AIM OF THE TASK: Give the number of lines in the data that contain "impl", and nothing more.

START AVAILABLE RECORDS

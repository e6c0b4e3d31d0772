//! Reference collection
//!
//! Walks a node tree depth-first in field declaration order, resolving every
//! reference it meets and recording the resolved nodes. The holder travels
//! with the owning node: inline children inherit it, resolved targets switch
//! to the holder they were fetched from.

use indexmap::IndexMap;
use std::collections::HashSet;
use std::sync::Arc;

use crate::error::{Result, RoutedocError};
use crate::holder::HolderRef;
use crate::node::{Component, MetadataNode};
use crate::reference::{Reference, Slot};
use crate::resolver::Resolver;

/// A node whose fields may contain references
pub trait Traverse {
    fn traverse(&self, holder: Option<&HolderRef>, walker: &mut Walker<'_>) -> Result<()>;
}

/// State of one collection pass
pub struct Walker<'a> {
    resolver: Option<&'a Resolver>,
    collected: Vec<Arc<MetadataNode>>,
    expanded: HashSet<*const MetadataNode>,
}

impl<'a> Walker<'a> {
    fn new(resolver: Option<&'a Resolver>) -> Self {
        Self {
            resolver,
            collected: Vec::new(),
            expanded: HashSet::new(),
        }
    }

    /// Resolve a reference if needed, record its target and expand the
    /// target's own references the first time it is seen in this pass.
    pub fn follow<T: Component>(
        &mut self,
        reference: &Reference<T>,
        holder: Option<&HolderRef>,
    ) -> Result<()> {
        let resolved = match reference.resolved() {
            Some(resolved) => resolved.clone(),
            None => {
                let resolver = self.resolver.ok_or_else(|| RoutedocError::UnresolvedReference {
                    address: reference.address().to_string(),
                })?;
                let resolved = resolver.resolve(reference.address(), T::KIND, holder)?;
                reference.resolve_with(resolved).clone()
            }
        };

        self.collected.push(resolved.node.clone());
        if self.expanded.insert(Arc::as_ptr(&resolved.node)) {
            resolved.node.traverse(Some(&resolved.holder), self)?;
        }
        Ok(())
    }
}

impl<T: Component + Traverse> Traverse for Slot<T> {
    fn traverse(&self, holder: Option<&HolderRef>, walker: &mut Walker<'_>) -> Result<()> {
        match self {
            Slot::Inline(node) => node.traverse(holder, walker),
            Slot::Reference(reference) => walker.follow(reference, holder),
        }
    }
}

impl<T: Traverse> Traverse for Option<T> {
    fn traverse(&self, holder: Option<&HolderRef>, walker: &mut Walker<'_>) -> Result<()> {
        match self {
            Some(inner) => inner.traverse(holder, walker),
            None => Ok(()),
        }
    }
}

impl<T: Traverse> Traverse for Box<T> {
    fn traverse(&self, holder: Option<&HolderRef>, walker: &mut Walker<'_>) -> Result<()> {
        self.as_ref().traverse(holder, walker)
    }
}

impl<T: Traverse> Traverse for Vec<T> {
    fn traverse(&self, holder: Option<&HolderRef>, walker: &mut Walker<'_>) -> Result<()> {
        for item in self {
            item.traverse(holder, walker)?;
        }
        Ok(())
    }
}

impl<T: Traverse> Traverse for IndexMap<String, T> {
    fn traverse(&self, holder: Option<&HolderRef>, walker: &mut Walker<'_>) -> Result<()> {
        for item in self.values() {
            item.traverse(holder, walker)?;
        }
        Ok(())
    }
}

/// Collects the transitive closure of resolved nodes reachable from a node
pub struct ReferenceCollector<'a> {
    resolver: Option<&'a Resolver>,
}

impl<'a> ReferenceCollector<'a> {
    pub fn new(resolver: &'a Resolver) -> Self {
        Self {
            resolver: Some(resolver),
        }
    }

    /// Collector for graphs that are already resolved. Meeting an unresolved
    /// reference is an error.
    pub fn resolved_only() -> Self {
        Self { resolver: None }
    }

    /// Every resolved node reachable from `node`, in discovery order.
    ///
    /// Duplicates are kept; a node reached twice is listed twice but its own
    /// references are expanded only once.
    pub fn collect<N: Traverse + ?Sized>(
        &self,
        node: &N,
        holder: Option<&HolderRef>,
    ) -> Result<Vec<Arc<MetadataNode>>> {
        let mut walker = Walker::new(self.resolver);
        node.traverse(holder, &mut walker)?;
        Ok(walker.collected)
    }
}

END AVAILABLE RECORDS

RESPONSE AREA: 7